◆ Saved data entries
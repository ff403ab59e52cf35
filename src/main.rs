use clap::Parser;
use csvhalves::{
    BatchReport, Cli, CsvHalves, OutputFormatter, OutputMode, SplitError, UserFriendlyError,
};
use std::process;

fn main() {
    let exit_code = run();
    process::exit(exit_code);
}

fn run() -> i32 {
    // Parse CLI arguments
    let cli = Cli::parse();

    // Handle special commands first
    if cli.generate_config {
        return handle_generate_config(&cli);
    }

    let halves = match CsvHalves::from_cli(&cli) {
        Ok(halves) => halves,
        Err(e) => {
            print_startup_error(&e);
            return 1;
        }
    };

    let result = if cli.dry_run {
        halves.plan_all()
    } else {
        halves.split_all()
    };

    match result {
        Ok(report) => {
            halves.output_formatter().print_batch_report(&report);
            exit_code_for(&report)
        }
        Err(e) => {
            halves.handle_error(&e);
            match e {
                SplitError::Cancelled => 130,
                _ => 1,
            }
        }
    }
}

fn exit_code_for(report: &BatchReport) -> i32 {
    if report.cancelled {
        130 // Interrupted (SIGINT)
    } else if report.is_clean() {
        0
    } else {
        2 // Finished with skipped or failed files
    }
}

fn handle_generate_config(cli: &Cli) -> i32 {
    let config_path = cli
        .config
        .as_ref()
        .map(|p| p.to_string_lossy().to_string())
        .unwrap_or_else(|| "csvhalves.toml".to_string());

    match CsvHalves::generate_sample_config(&config_path) {
        Ok(()) => {
            println!("Generated sample configuration file: {}", config_path);
            println!("\nTo use this configuration:");
            println!("  csvhalves --config {}", config_path);
            println!("\nEdit the directory, file_pattern and tags for your exports.");
            0
        }
        Err(e) => {
            eprintln!("Failed to generate configuration file: {}", e.user_message());
            if let Some(suggestion) = e.suggestion() {
                eprintln!("Suggestion: {}", suggestion);
            }
            1
        }
    }
}

fn print_startup_error(error: &SplitError) {
    let formatter = OutputFormatter::new(OutputMode::Human, 0, false);
    formatter.print_user_friendly_error(error);
}
use crate::splitter::BatchReport;
use indicatif::{MultiProgress, ProgressBar, ProgressStyle};
use std::time::Duration;

pub struct ProgressManager {
    multi_progress: MultiProgress,
    enabled: bool,
}

impl ProgressManager {
    pub fn new(enabled: bool) -> Self {
        Self {
            multi_progress: MultiProgress::new(),
            enabled,
        }
    }

    pub fn create_batch_progress(&self, total_files: u64) -> ProgressBar {
        if !self.enabled {
            return ProgressBar::hidden();
        }

        let pb = self.multi_progress.add(ProgressBar::new(total_files));
        pb.set_style(
            ProgressStyle::with_template(
                "{spinner:.green} [{elapsed_precise}] [{bar:40.cyan/blue}] {pos:>3}/{len:3} files {msg}",
            )
            .unwrap_or_else(|_| ProgressStyle::default_bar())
            .progress_chars("#>-"),
        );
        pb.set_message("Starting...");
        pb.enable_steady_tick(Duration::from_millis(100));
        pb
    }

    pub fn suspend<F, R>(&self, f: F) -> R
    where
        F: FnOnce() -> R,
    {
        if self.enabled {
            self.multi_progress.suspend(f)
        } else {
            f()
        }
    }

    pub fn clear(&self) {
        if self.enabled {
            self.multi_progress.clear().ok();
        }
    }
}

pub fn update_batch_progress(pb: &ProgressBar, report: &BatchReport, current_file: &str) {
    pb.set_position(report.items.len() as u64);
    pb.set_message(format!("Splitting {}", current_file));
}

pub fn finish_progress_with_summary(pb: &ProgressBar, message: &str, duration: Duration) {
    let final_message = format!("{} (completed in {})", message, format_duration(duration));
    pb.finish_with_message(final_message);
}

pub(crate) fn format_duration(duration: Duration) -> String {
    let secs = duration.as_secs();
    if secs >= 60 {
        format!("{}m {}s", secs / 60, secs % 60)
    } else if secs > 0 {
        format!("{}s", secs)
    } else {
        format!("{}ms", duration.as_millis())
    }
}

#[cfg(test)]
mod tests {
    use super::*;

    #[test]
    fn test_disabled_progress_bars() {
        let manager = ProgressManager::new(false);

        let batch_pb = manager.create_batch_progress(4);
        assert!(batch_pb.is_hidden());
        assert_eq!(manager.suspend(|| 7), 7);
    }

    #[test]
    fn test_batch_progress_updates() {
        let manager = ProgressManager::new(false);
        let pb = manager.create_batch_progress(4);
        let report = BatchReport::new(false);

        update_batch_progress(&pb, &report, "govcontracts2.csv");
        assert_eq!(pb.position(), 0);
        finish_progress_with_summary(&pb, "Done", Duration::from_millis(5));
    }

    #[test]
    fn test_format_duration() {
        assert_eq!(format_duration(Duration::from_secs(30)), "30s");
        assert_eq!(format_duration(Duration::from_secs(90)), "1m 30s");
        assert_eq!(format_duration(Duration::from_millis(500)), "500ms");
    }
}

◆ Requirement
Each entry needs to be written out again, exactly as given.

◆ Exercise result
repository ff403ab59e52cf35
filename src/main.rs
use clap::Parser;
use csvhalves::{
    BatchReport, Cli, CsvHalves, OutputFormatter, OutputMode, SplitError, UserFriendlyError,
};
use std::process;

fn main() {
    let exit_code = run();
    process::exit(exit_code);
}

fn run() -> i32 {
    // Parse CLI arguments
    let cli = Cli::parse();

    // Handle special commands first
    if cli.generate_config {
        return handle_generate_config(&cli);
    }

    let halves = match CsvHalves::from_cli(&cli) {
        Ok(halves) => halves,
        Err(e) => {
            print_startup_error(&e);
            return 1;
        }
    };

    let result = if cli.dry_run {
        halves.plan_all()
    } else {
        halves.split_all()
    };

    match result {
        Ok(report) => {
            halves.output_formatter().print_batch_report(&report);
            exit_code_for(&report)
        }
        Err(e) => {
            halves.handle_error(&e);
            match e {
                SplitError::Cancelled => 130,
                _ => 1,
            }
        }
    }
}

fn exit_code_for(report: &BatchReport) -> i32 {
    if report.cancelled {
        130 // Interrupted (SIGINT)
    } else if report.is_clean() {
        0
    } else {
        2 // Finished with skipped or failed files
    }
}

fn handle_generate_config(cli: &Cli) -> i32 {
    let config_path = cli
        .config
        .as_ref()
        .map(|p| p.to_string_lossy().to_string())
        .unwrap_or_else(|| "csvhalves.toml".to_string());

    match CsvHalves::generate_sample_config(&config_path) {
        Ok(()) => {
            println!("Generated sample configuration file: {}", config_path);
            println!("\nTo use this configuration:");
            println!("  csvhalves --config {}", config_path);
            println!("\nEdit the directory, file_pattern and tags for your exports.");
            0
        }
        Err(e) => {
            eprintln!("Failed to generate configuration file: {}", e.user_message());
            if let Some(suggestion) = e.suggestion() {
                eprintln!("Suggestion: {}", suggestion);
            }
            1
        }
    }
}

fn print_startup_error(error: &SplitError) {
    let formatter = OutputFormatter::new(OutputMode::Human, 0, false);
    formatter.print_user_friendly_error(error);
}
use crate::splitter::BatchReport;
use indicatif::{MultiProgress, ProgressBar, ProgressStyle};
use std::time::Duration;

pub struct ProgressManager {
    multi_progress: MultiProgress,
    enabled: bool,
}

impl ProgressManager {
    pub fn new(enabled: bool) -> Self {
        Self {
            multi_progress: MultiProgress::new(),
            enabled,
        }
    }

    pub fn create_batch_progress(&self, total_files: u64) -> ProgressBar {
        if !self.enabled {
            return ProgressBar::hidden();
        }

        let pb = self.multi_progress.add(ProgressBar::new(total_files));
        pb.set_style(
            ProgressStyle::with_template(
                "{spinner:.green} [{elapsed_precise}] [{bar:40.cyan/blue}] {pos:>3}/{len:3} files {msg}",
            )
            .unwrap_or_else(|_| ProgressStyle::default_bar())
            .progress_chars("#>-"),
        );
        pb.set_message("Starting...");
        pb.enable_steady_tick(Duration::from_millis(100));
        pb
    }

    pub fn suspend<F, R>(&self, f: F) -> R
    where
        F: FnOnce() -> R,
    {
        if self.enabled {
            self.multi_progress.suspend(f)
        } else {
            f()
        }
    }

    pub fn clear(&self) {
        if self.enabled {
            self.multi_progress.clear().ok();
        }
    }
}

pub fn update_batch_progress(pb: &ProgressBar, report: &BatchReport, current_file: &str) {
    pb.set_position(report.items.len() as u64);
    pb.set_message(format!("Splitting {}", current_file));
}

pub fn finish_progress_with_summary(pb: &ProgressBar, message: &str, duration: Duration) {
    let final_message = format!("{} (completed in {})", message, format_duration(duration));
    pb.finish_with_message(final_message);
}

pub(crate) fn format_duration(duration: Duration) -> String {
    let secs = duration.as_secs();
    if secs >= 60 {
        format!("{}m {}s", secs / 60, secs % 60)
    } else if secs > 0 {
        format!("{}s", secs)
    } else {
        format!("{}ms", duration.as_millis())
    }
}

#[cfg(test)]
mod tests {
    use super::*;

    #[test]
    fn test_disabled_progress_bars() {
        let manager = ProgressManager::new(false);

        let batch_pb = manager.create_batch_progress(4);
        assert!(batch_pb.is_hidden());
        assert_eq!(manager.suspend(|| 7), 7);
    }

    #[test]
    fn test_batch_progress_updates() {
        let manager = ProgressManager::new(false);
        let pb = manager.create_batch_progress(4);
        let report = BatchReport::new(false);

        update_batch_progress(&pb, &report, "govcontracts2.csv");
        assert_eq!(pb.position(), 0);
        finish_progress_with_summary(&pb, "Done", Duration::from_millis(5));
    }

    #[test]
    fn test_format_duration() {
        assert_eq!(format_duration(Duration::from_secs(30)), "30s");
        assert_eq!(format_duration(Duration::from_secs(90)), "1m 30s");
        assert_eq!(format_duration(Duration::from_millis(500)), "500ms");
    }
}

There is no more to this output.